In recent years, there's been a sharp rise in the number of liquid nicotine-related calls to U.S. poison control centers. Signs of consumption of liquid nicotine can include vomiting, increased heart rate, decreased blood pressure, convulsions and, in extreme cases, loss of the ability to breathe or death.

The police in this case, said they weren’t sure that the e-liquid that killed the toddler was associated with an e-cigarette and so far, no charges have been filed in the death of the child. It was just a tragic accident.

Recent studies point out that electronic cigarette use is on the rise with high-school students. Some teens say they are using them to help stop smoking, while others are giving them a try for the first time- even though they don’t smoke. Researchers noted in the Centers for Disease Control and Prevention (CDC) survey, that even middle-school student use rose from 2.7% to 3% in 2013.

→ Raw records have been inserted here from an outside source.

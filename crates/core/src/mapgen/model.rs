//! Public data models for placement decisions and generated-room reports.

use serde::{Deserialize, Serialize};
use xxhash_rust::xxh3::xxh3_64;

use crate::types::{Category, CollisionLayer, HolderKind, Pos, RoomKind};

use super::mirror::OrientationMirror;
use super::pool::CategoryCounts;

/// One decided placement: what to instantiate, where, and which holder owns it.
#[derive(Clone, Debug, PartialEq, Eq, Serialize, Deserialize)]
pub struct Placement {
    pub archetype: String,
    pub pos: Pos,
    pub holder: HolderKind,
    pub layer: CollisionLayer,
}

impl Placement {
    pub fn new(archetype: &str, pos: Pos, holder: HolderKind) -> Self {
        Self { archetype: archetype.to_string(), pos, holder, layer: CollisionLayer::Default }
    }
}

/// A spot handed to the item generator together with its rarity roll.
#[derive(Clone, Copy, Debug, PartialEq, Eq, Serialize, Deserialize)]
pub struct ItemRequest {
    pub pos: Pos,
    pub rarity_roll: u32,
}

#[derive(Clone, Debug, PartialEq, Eq)]
pub struct GeneratedRoom {
    pub map_index: usize,
    pub mirror: OrientationMirror,
    pub label: String,
    pub floor_index: u32,
    pub room_index: i32,
    pub room_kind: RoomKind,
    pub decoded_counts: CategoryCounts,
    /// Every placement materialized by the core, in materialization order.
    pub placements: Vec<Placement>,
    pub items: Vec<ItemRequest>,
    pub enemy_value_spent: u32,
    pub unplaced_characters: usize,
}

impl GeneratedRoom {
    pub fn placements_in(&self, holder: HolderKind) -> impl Iterator<Item = &Placement> + '_ {
        self.placements.iter().filter(move |placement| placement.holder == holder)
    }

    pub fn count_of(&self, archetype: &str) -> usize {
        self.placements.iter().filter(|placement| placement.archetype == archetype).count()
    }

    pub fn fingerprint(&self) -> u64 {
        xxh3_64(&self.canonical_bytes())
    }

    pub fn canonical_bytes(&self) -> Vec<u8> {
        let mut bytes = Vec::new();
        bytes.extend((self.map_index as u32).to_le_bytes());
        bytes.push(u8::from(self.mirror.flip_x));
        bytes.push(u8::from(self.mirror.flip_y));
        bytes.extend(self.floor_index.to_le_bytes());
        bytes.extend(self.room_index.to_le_bytes());
        bytes.push(match self.room_kind {
            RoomKind::FirstRoom => 0,
            RoomKind::Shop => 1,
            RoomKind::Regular => 2,
        });
        for (category, count) in self.decoded_counts.iter() {
            bytes.push(category_code(category));
            bytes.extend((count as u32).to_le_bytes());
        }

        bytes.extend((self.placements.len() as u32).to_le_bytes());
        for placement in &self.placements {
            bytes.extend((placement.archetype.len() as u32).to_le_bytes());
            bytes.extend(placement.archetype.as_bytes());
            bytes.extend(placement.pos.y.to_le_bytes());
            bytes.extend(placement.pos.x.to_le_bytes());
            bytes.push(match placement.holder {
                HolderKind::Borders => 0,
                HolderKind::Terrain => 1,
                HolderKind::Enemies => 2,
                HolderKind::Objects => 3,
            });
            bytes.push(match placement.layer {
                CollisionLayer::Default => 0,
                CollisionLayer::Boundary => 1,
            });
        }

        bytes.extend((self.items.len() as u32).to_le_bytes());
        for item in &self.items {
            bytes.extend(item.pos.y.to_le_bytes());
            bytes.extend(item.pos.x.to_le_bytes());
            bytes.extend(item.rarity_roll.to_le_bytes());
        }
        bytes.extend(self.enemy_value_spent.to_le_bytes());
        bytes.extend((self.unplaced_characters as u32).to_le_bytes());
        bytes
    }
}

fn category_code(category: Category) -> u8 {
    match category {
        Category::Wall => 0,
        Category::Boundary => 1,
        Category::Terrain => 2,
        Category::Enemy => 3,
        Category::Object => 4,
        Category::Player => 5,
        Category::Exit => 6,
        Category::Ground => 7,
        Category::Empty => 8,
    }
}
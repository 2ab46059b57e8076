//! Enemy, object and player spawn selection against the shared spawn pool.

use rand_chacha::rand_core::Rng;

use crate::content::{ContentCatalog, EnemyTier};
use crate::types::{Category, HolderKind, Pos, RoomKind};

use super::model::{ItemRequest, Placement};
use super::pool::SpawnPool;
use super::rng::{pick, random_index};

/// Items a regular room asks the item generator for.
pub const REGULAR_ROOM_ITEMS: usize = 2;
/// Rarity rolls are drawn from `0..ITEM_RARITY_ROLLS`.
pub const ITEM_RARITY_ROLLS: usize = 4;

#[derive(Clone, Debug, Default, PartialEq, Eq)]
pub struct EnemyAllocation {
    pub placements: Vec<Placement>,
    pub spent: u32,
    /// Tier in effect when the loop ended, after any demotions.
    pub final_tier: usize,
}

/// Spends `budget` points on enemies from `tiers[tier]`, one spawn point each.
///
/// When the next pick would overshoot, the tier drops by one (for the rest of
/// the room) and both the archetype and the point are re-rolled once. Tier 0
/// cannot drop, so its picks may overshoot by at most one archetype.
pub fn allocate_enemies<R: Rng + ?Sized>(
    pool: &mut SpawnPool,
    tiers: &[EnemyTier],
    tier: usize,
    budget: u32,
    rng: &mut R,
) -> EnemyAllocation {
    let mut allocation = EnemyAllocation { final_tier: tier, ..EnemyAllocation::default() };
    if tiers.is_empty() {
        return allocation;
    }
    let mut tier = tier.min(tiers.len() - 1);

    while allocation.spent < budget && !pool.is_empty(Category::Enemy) {
        let mut archetype = pick(rng, &tiers[tier].enemies);
        let mut slot = random_index(rng, pool.count(Category::Enemy));
        if allocation.spent.saturating_add(archetype.value) > budget && tier != 0 {
            tier -= 1;
            archetype = pick(rng, &tiers[tier].enemies);
            slot = random_index(rng, pool.count(Category::Enemy));
        }
        let Some(pos) = pool.remove_at(Category::Enemy, slot) else {
            break;
        };
        allocation.placements.push(Placement::new(&archetype.id, pos, HolderKind::Enemies));
        allocation.spent = allocation.spent.saturating_add(archetype.value);
    }

    allocation.final_tier = tier;
    allocation
}

/// Object-phase decisions for one room.
#[derive(Clone, Debug, PartialEq, Eq)]
pub enum ObjectPlan {
    FirstRoom { shop: Option<Placement>, prize: Option<Placement> },
    Shop { shop: Option<Placement>, prizes: Vec<Placement> },
    Regular { items: Vec<ItemRequest> },
}

impl ObjectPlan {
    pub fn room_kind(&self) -> RoomKind {
        match self {
            ObjectPlan::FirstRoom { .. } => RoomKind::FirstRoom,
            ObjectPlan::Shop { .. } => RoomKind::Shop,
            ObjectPlan::Regular { .. } => RoomKind::Regular,
        }
    }
}

pub fn plan_objects<R: Rng + ?Sized>(
    pool: &mut SpawnPool,
    catalog: &ContentCatalog,
    room_kind: RoomKind,
    floor_index: u32,
    rng: &mut R,
) -> ObjectPlan {
    match room_kind {
        RoomKind::FirstRoom => {
            let shop = plan_shop(pool, catalog, rng);
            let prize = plan_prize(pool, catalog, rng);
            ObjectPlan::FirstRoom { shop, prize }
        }
        RoomKind::Shop => {
            let shop = plan_shop(pool, catalog, rng);
            let prizes = (0..floor_index).map_while(|_| plan_prize(pool, catalog, rng)).collect();
            ObjectPlan::Shop { shop, prizes }
        }
        RoomKind::Regular => {
            let items = (0..REGULAR_ROOM_ITEMS)
                .map_while(|_| {
                    let pos = pool.draw(Category::Object, rng)?;
                    let rarity_roll = random_index(rng, ITEM_RARITY_ROLLS) as u32;
                    Some(ItemRequest { pos, rarity_roll })
                })
                .collect();
            ObjectPlan::Regular { items }
        }
    }
}

fn plan_shop<R: Rng + ?Sized>(
    pool: &mut SpawnPool,
    catalog: &ContentCatalog,
    rng: &mut R,
) -> Option<Placement> {
    let pos = pool.draw(Category::Object, rng)?;
    Some(Placement::new(&catalog.shop, pos, HolderKind::Enemies))
}

fn plan_prize<R: Rng + ?Sized>(
    pool: &mut SpawnPool,
    catalog: &ContentCatalog,
    rng: &mut R,
) -> Option<Placement> {
    let pos = pool.draw(Category::Object, rng)?;
    Some(Placement::new(pick(rng, &catalog.objects).as_str(), pos, HolderKind::Enemies))
}

/// Player moves for `character_count` characters, without replacement. The
/// result is shorter than `character_count` once the Player pool runs dry.
pub fn plan_players<R: Rng + ?Sized>(
    pool: &mut SpawnPool,
    character_count: usize,
    rng: &mut R,
) -> Vec<(usize, Pos)> {
    (0..character_count)
        .map_while(|index| pool.draw(Category::Player, rng).map(|pos| (index, pos)))
        .collect()
}
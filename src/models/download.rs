//! Model download and installation management.
//!
//! Fetches a single GGUF file from a ModelScope-compatible hub, verifying its
//! size and SHA-256 digest against the repository listing, and stores it under
//! a local directory. Failures are classified into [`ModelError`] codes.

use crate::defaults;
use crate::error::ModelError;
use crate::models::remote::{RemoteFile, list_repo_files};
use futures_util::StreamExt;
use indicatif::{ProgressBar, ProgressStyle};
use reqwest::StatusCode;
use sha2::{Digest, Sha256};
use std::fs;
use std::io::Write;
use std::path::{Component, Path, PathBuf};

/// Where a model file lives on the hub.
#[derive(Debug, Clone, PartialEq, Eq)]
pub struct ModelSource {
    pub endpoint: String,
    /// Repository identifier, `owner/name`.
    pub id: String,
    /// File path inside the repository.
    pub file: String,
    pub revision: String,
}

impl Default for ModelSource {
    fn default() -> Self {
        Self::new(defaults::MODEL_ID, defaults::MODEL_FILE)
    }
}

impl ModelSource {
    pub fn new(id: impl Into<String>, file: impl Into<String>) -> Self {
        Self {
            endpoint: defaults::MODEL_ENDPOINT.to_string(),
            id: id.into(),
            file: file.into(),
            revision: defaults::MODEL_REVISION.to_string(),
        }
    }

    pub fn with_endpoint(mut self, endpoint: impl Into<String>) -> Self {
        self.endpoint = endpoint.into();
        self
    }

    pub fn with_revision(mut self, revision: impl Into<String>) -> Self {
        self.revision = revision.into();
        self
    }

    /// Repository listing URL.
    pub fn files_url(&self) -> String {
        format!(
            "{}/api/v1/models/{}/repo/files?Revision={}&Recursive=true",
            self.endpoint.trim_end_matches('/'),
            self.id,
            self.revision
        )
    }

    /// Direct download URL for the file.
    pub fn resolve_url(&self) -> String {
        format!(
            "{}/models/{}/resolve/{}/{}",
            self.endpoint.trim_end_matches('/'),
            self.id,
            self.revision,
            self.file
        )
    }

    /// Check the identifier and file path before touching the network.
    ///
    /// # Errors
    ///
    /// [`ModelError::Unexpected`] for a malformed identifier or file path.
    pub fn validate(&self) -> Result<(), ModelError> {
        let invalid = |message: String| ModelError::Unexpected { message };

        let mut segments = self.id.split('/');
        let well_formed = matches!(
            (segments.next(), segments.next(), segments.next()),
            (Some(owner), Some(name), None) if !owner.is_empty() && !name.is_empty()
        );
        if !well_formed || self.id.chars().any(char::is_whitespace) {
            return Err(invalid(format!(
                "model id '{}' must have the form owner/name",
                self.id
            )));
        }

        if self.file.trim().is_empty() {
            return Err(invalid("model file path is empty".to_string()));
        }
        let file = Path::new(&self.file);
        if !file
            .components()
            .all(|component| matches!(component, Component::Normal(_) | Component::CurDir))
        {
            return Err(invalid(format!(
                "model file path '{}' must be relative and stay inside the repository",
                self.file
            )));
        }
        if self.endpoint.trim().is_empty() {
            return Err(invalid("model hub endpoint is empty".to_string()));
        }
        Ok(())
    }
}

/// Local path of a model file inside `dir`. The file may not exist yet.
pub fn local_model_path(dir: &Path, file: &str) -> PathBuf {
    dir.join(file)
}

/// Check if a model file is present in `dir`.
pub fn is_model_installed(dir: &Path, file: &str) -> bool {
    local_model_path(dir, file).is_file()
}

/// Download `file` from repository `id` on the default hub into `dir`.
///
/// Returns the local path. An already present file is returned without any
/// network access.
pub async fn fetch_model(id: &str, file: &str, dir: &Path) -> Result<PathBuf, ModelError> {
    fetch_model_from(&ModelSource::new(id, file), dir, false).await
}

/// Download a model file described by `source` into `dir`.
///
/// # Errors
///
/// - [`ModelError::Unexpected`] for malformed parameters, unparseable hub
///   responses and local filesystem failures
/// - [`ModelError::InvalidModelName`] when the repository or file does not
///   exist on the hub
/// - [`ModelError::Network`] when the transfer fails or does not verify
pub async fn fetch_model_from(
    source: &ModelSource,
    dir: &Path,
    progress: bool,
) -> Result<PathBuf, ModelError> {
    source.validate()?;

    let path = local_model_path(dir, &source.file);
    if path.is_file() {
        tracing::debug!(path = %path.display(), "model already installed");
        return Ok(path);
    }

    let client = reqwest::Client::new();
    let files = list_repo_files(&client, source).await?;
    let remote = files
        .into_iter()
        .find(|f| f.path == source.file)
        .ok_or_else(|| ModelError::InvalidModelName {
            message: format!(
                "file '{}' not found in repository '{}'",
                source.file, source.id
            ),
        })?;

    download_to_path(&client, source, &remote, &path, progress).await?;
    tracing::info!(path = %path.display(), "model installed");
    Ok(path)
}

/// Core download: stream into `<path>.part`, verify, then rename into place.
async fn download_to_path(
    client: &reqwest::Client,
    source: &ModelSource,
    remote: &RemoteFile,
    path: &Path,
    progress: bool,
) -> Result<(), ModelError> {
    if let Some(parent) = path.parent() {
        fs::create_dir_all(parent).map_err(|e| ModelError::Unexpected {
            message: format!("failed to create model directory: {e}"),
        })?;
    }

    let url = source.resolve_url();
    tracing::info!(%url, size = ?remote.size, "downloading model");

    let response = client.get(&url).send().await.map_err(|e| ModelError::Network {
        message: format!("failed to start download: {e}"),
    })?;

    let status = response.status();
    if status == StatusCode::NOT_FOUND {
        return Err(ModelError::InvalidModelName {
            message: format!("file '{}' could not be resolved", source.file),
        });
    }
    if !status.is_success() {
        return Err(ModelError::Network {
            message: format!("download failed with status: {status}"),
        });
    }

    let total_size = remote.size.or(response.content_length()).unwrap_or(0);
    let pb = progress.then(|| {
        let pb = ProgressBar::new(total_size);
        pb.set_style(
            // SAFETY: hardcoded template string, always valid
            #[allow(clippy::expect_used)]
            ProgressStyle::default_bar()
                .template("{spinner:.green} [{bar:40.cyan/blue}] {bytes}/{total_bytes} ({eta})")
                .expect("hardcoded progress bar template")
                .progress_chars("#>-"),
        );
        pb
    });

    let partial = partial_path(path);
    let result = stream_to_file(response, &partial, pb.as_ref()).await;
    if let Some(pb) = pb {
        pb.finish_and_clear();
    }

    let (written, digest) = match result {
        Ok(done) => done,
        Err(e) => {
            remove_partial(&partial);
            return Err(e);
        }
    };

    if let Some(expected) = remote.size
        && written != expected
    {
        remove_partial(&partial);
        return Err(ModelError::Network {
            message: format!("size mismatch: expected {expected} bytes, got {written}"),
        });
    }
    if let Some(expected) = &remote.sha256
        && !digest.eq_ignore_ascii_case(expected)
    {
        remove_partial(&partial);
        return Err(ModelError::Network {
            message: format!("SHA-256 checksum mismatch. Expected: {expected}, got: {digest}"),
        });
    }

    fs::rename(&partial, path).map_err(|e| {
        remove_partial(&partial);
        ModelError::Unexpected {
            message: format!("failed to move download into place: {e}"),
        }
    })
}

/// Write the response body to `partial`, returning bytes written and hex digest.
async fn stream_to_file(
    response: reqwest::Response,
    partial: &Path,
    pb: Option<&ProgressBar>,
) -> Result<(u64, String), ModelError> {
    let mut file = fs::File::create(partial).map_err(|e| ModelError::Unexpected {
        message: format!("failed to create output file: {e}"),
    })?;

    let mut hasher = Sha256::new();
    let mut written = 0u64;
    let mut stream = response.bytes_stream();
    while let Some(chunk) = stream.next().await {
        let chunk = chunk.map_err(|e| ModelError::Network {
            message: format!("failed to read download chunk: {e}"),
        })?;
        file.write_all(&chunk).map_err(|e| ModelError::Unexpected {
            message: format!("failed to write to file: {e}"),
        })?;
        hasher.update(&chunk);
        written += chunk.len() as u64;
        if let Some(pb) = pb {
            pb.inc(chunk.len() as u64);
        }
    }
    file.flush().map_err(|e| ModelError::Unexpected {
        message: format!("failed to flush model file: {e}"),
    })?;

    Ok((written, format!("{:x}", hasher.finalize())))
}

fn partial_path(path: &Path) -> PathBuf {
    let mut name = path.file_name().unwrap_or_default().to_os_string();
    name.push(".part");
    path.with_file_name(name)
}

fn remove_partial(partial: &Path) {
    if let Err(e) = fs::remove_file(partial)
        && e.kind() != std::io::ErrorKind::NotFound
    {
        tracing::warn!(path = %partial.display(), error = %e, "failed to remove partial download");
    }
}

How do kids purchase liquid nicotine? It’s readily available on the Internet. All you do is fill in a birth date and you’re in. You can buy a gallon of the stuff if you have the money. You can also purchase little bottles to fill from your bulk buy. It’s that simple.

While adults may be more likely to keep their liquid nicotine vials put away, teens don’t often think of the consequences of leaving theirs on the floor, on a desk, on the bed, in a purse on the sofa, in a backpack on the kitchen table – wherever they usually drop their stuff - for a small child to find. 

In New York, the toddler’s death has prompted a call for changes in how liquid nicotine is packaged; requiring childproof caps and someone must be least 18 years old to purchase it at a store.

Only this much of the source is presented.